The Government have of course already put various other measures in place to protect community pubs. We have scrapped both the beer and alcohol duty escalators, and cut beer duty in successive Budgets, thereby reducing the tax burden on the pubs and brewing industry and enabling economic growth. We have provided £250,000 in funding for business partners to help deliver more community-owned pubs and pubs which provide community-focused services. This funding has contributed to the number of co-operatively owned pubs more than doubling over the last two years, and many rural pubs now offer a wide range of community-focused services and facilities—for example, a community centre and library at the Brockweir inn in Gloucestershire and a community function room, keep-fit club and film club at the Packhorse, Suffolk.

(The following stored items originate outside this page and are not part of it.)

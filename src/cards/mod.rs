//! Card types: faces and the cards laid out on the board.
//!
//! - `FaceId`: which picture a card shows (two cards per face)
//! - `Card`: one card with its id, face, and lifecycle status

mod card;
mod face;

pub use card::{Card, CardId, CardStatus};
pub use face::FaceId;
//! Engine configuration.
//!
//! All delays are measured in ticks of the engine's logical clock. The
//! host decides how long a tick lasts; the reference UI advances one tick
//! per second, which gives the classic timings:
//!
//! - preview: 3 ticks with every face shown
//! - miss: 1 tick before a mismatched pair flips back
//! - milestone: celebration at 10 pairs, lasting 5 ticks

use serde::{Deserialize, Serialize};

use super::error::{EngineError, Result};

/// Default number of ticks all faces are shown after a new game.
pub const DEFAULT_PREVIEW_TICKS: u64 = 3;

/// Default number of ticks a missed pair stays face-up.
pub const DEFAULT_MISMATCH_TICKS: u64 = 1;

/// Default score at which the milestone celebration fires.
pub const DEFAULT_MILESTONE_SCORE: u32 = 10;

/// Default number of ticks the milestone celebration lasts.
pub const DEFAULT_MILESTONE_TICKS: u64 = 5;

/// Engine configuration.
///
/// Build with the `with_*` methods or deserialize from any serde format.
/// Missing fields fall back to their defaults.
///
/// ```
/// use memory_pairs::core::EngineConfig;
///
/// let config = EngineConfig::new().with_seed(42).with_mismatch_ticks(2);
/// assert_eq!(config.mismatch_ticks, 2);
/// assert_eq!(config.preview_ticks, 3);
/// assert!(config.validate().is_ok());
/// ```
#[derive(Clone, Debug, PartialEq, Eq, Serialize, Deserialize)]
#[serde(default)]
pub struct EngineConfig {
    /// Ticks the whole deck is shown face-up after `new_game`.
    pub preview_ticks: u64,

    /// Ticks a mismatched pair stays revealed before flipping back.
    pub mismatch_ticks: u64,

    /// Score that triggers the milestone celebration.
    pub milestone_score: u32,

    /// Ticks the milestone celebration lasts.
    pub milestone_ticks: u64,

    /// Shuffle seed. `None` seeds from entropy.
    pub seed: Option<u64>,
}

impl Default for EngineConfig {
    fn default() -> Self {
        Self {
            preview_ticks: DEFAULT_PREVIEW_TICKS,
            mismatch_ticks: DEFAULT_MISMATCH_TICKS,
            milestone_score: DEFAULT_MILESTONE_SCORE,
            milestone_ticks: DEFAULT_MILESTONE_TICKS,
            seed: None,
        }
    }
}

impl EngineConfig {
    /// Create a configuration with default timings.
    #[must_use]
    pub fn new() -> Self {
        Self::default()
    }

    /// Set the preview duration.
    #[must_use]
    pub fn with_preview_ticks(mut self, ticks: u64) -> Self {
        self.preview_ticks = ticks;
        self
    }

    /// Set the mismatch flip-back delay.
    #[must_use]
    pub fn with_mismatch_ticks(mut self, ticks: u64) -> Self {
        self.mismatch_ticks = ticks;
        self
    }

    /// Set the milestone score threshold.
    #[must_use]
    pub fn with_milestone_score(mut self, score: u32) -> Self {
        self.milestone_score = score;
        self
    }

    /// Set the milestone celebration duration.
    #[must_use]
    pub fn with_milestone_ticks(mut self, ticks: u64) -> Self {
        self.milestone_ticks = ticks;
        self
    }

    /// Fix the shuffle seed for reproducible decks.
    #[must_use]
    pub fn with_seed(mut self, seed: u64) -> Self {
        self.seed = Some(seed);
        self
    }

    /// Check the configuration for values the engine cannot honor.
    ///
    /// A milestone at score 0 would fire before any pair is found.
    pub fn validate(&self) -> Result<()> {
        if self.milestone_score == 0 {
            return Err(EngineError::InvalidConfig(
                "milestone_score must be at least 1".to_string(),
            ));
        }
        Ok(())
    }
}

#[cfg(test)]
mod tests {
    use super::*;

    #[test]
    fn test_defaults() {
        let config = EngineConfig::default();
        assert_eq!(config.preview_ticks, 3);
        assert_eq!(config.mismatch_ticks, 1);
        assert_eq!(config.milestone_score, 10);
        assert_eq!(config.milestone_ticks, 5);
        assert_eq!(config.seed, None);
    }

    #[test]
    fn test_builder() {
        let config = EngineConfig::new()
            .with_preview_ticks(0)
            .with_mismatch_ticks(4)
            .with_milestone_score(2)
            .with_milestone_ticks(1)
            .with_seed(7);

        assert_eq!(config.preview_ticks, 0);
        assert_eq!(config.mismatch_ticks, 4);
        assert_eq!(config.milestone_score, 2);
        assert_eq!(config.milestone_ticks, 1);
        assert_eq!(config.seed, Some(7));
    }

    #[test]
    fn test_validate_rejects_zero_milestone() {
        let config = EngineConfig::new().with_milestone_score(0);
        assert!(matches!(config.validate(), Err(EngineError::InvalidConfig(_))));
    }

    #[test]
    fn test_serde_partial_json() {
        let config: EngineConfig = serde_json::from_str(r#"{"mismatch_ticks": 2, "seed": 9}"#).unwrap();

        assert_eq!(config.mismatch_ticks, 2);
        assert_eq!(config.seed, Some(9));
        // Unspecified fields keep their defaults
        assert_eq!(config.preview_ticks, DEFAULT_PREVIEW_TICKS);
        assert_eq!(config.milestone_score, DEFAULT_MILESTONE_SCORE);
    }

    #[test]
    fn test_serde_roundtrip() {
        let config = EngineConfig::new().with_seed(123).with_milestone_ticks(8);
        let json = serde_json::to_string(&config).unwrap();
        let back: EngineConfig = serde_json::from_str(&json).unwrap();
        assert_eq!(config, back);
    }
}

We have also introduced various measures on business rates and put in place a statutory code of practice which will be enforced by an independent adjudicator. All of these measures demonstrate our continued support for community pubs as part of our broader strategy of lower taxes, less regulation and a growing economy to support a thriving and diverse pub sector.

I hope hon. Members will agree that our measures, including those announced today, provide a strong, clear framework for protecting pubs of community value. Given these protections, this amendment—while I recognise that it has the best of intentions behind it—is unnecessary in the vast majority of cases, and, as I have explained, in some cases would have an unhelpful impact on our high streets and communities. If this approach is not seen to work, we will return to it at a later stage, but at the moment we think it strikes the right balance to protect our most valued pubs.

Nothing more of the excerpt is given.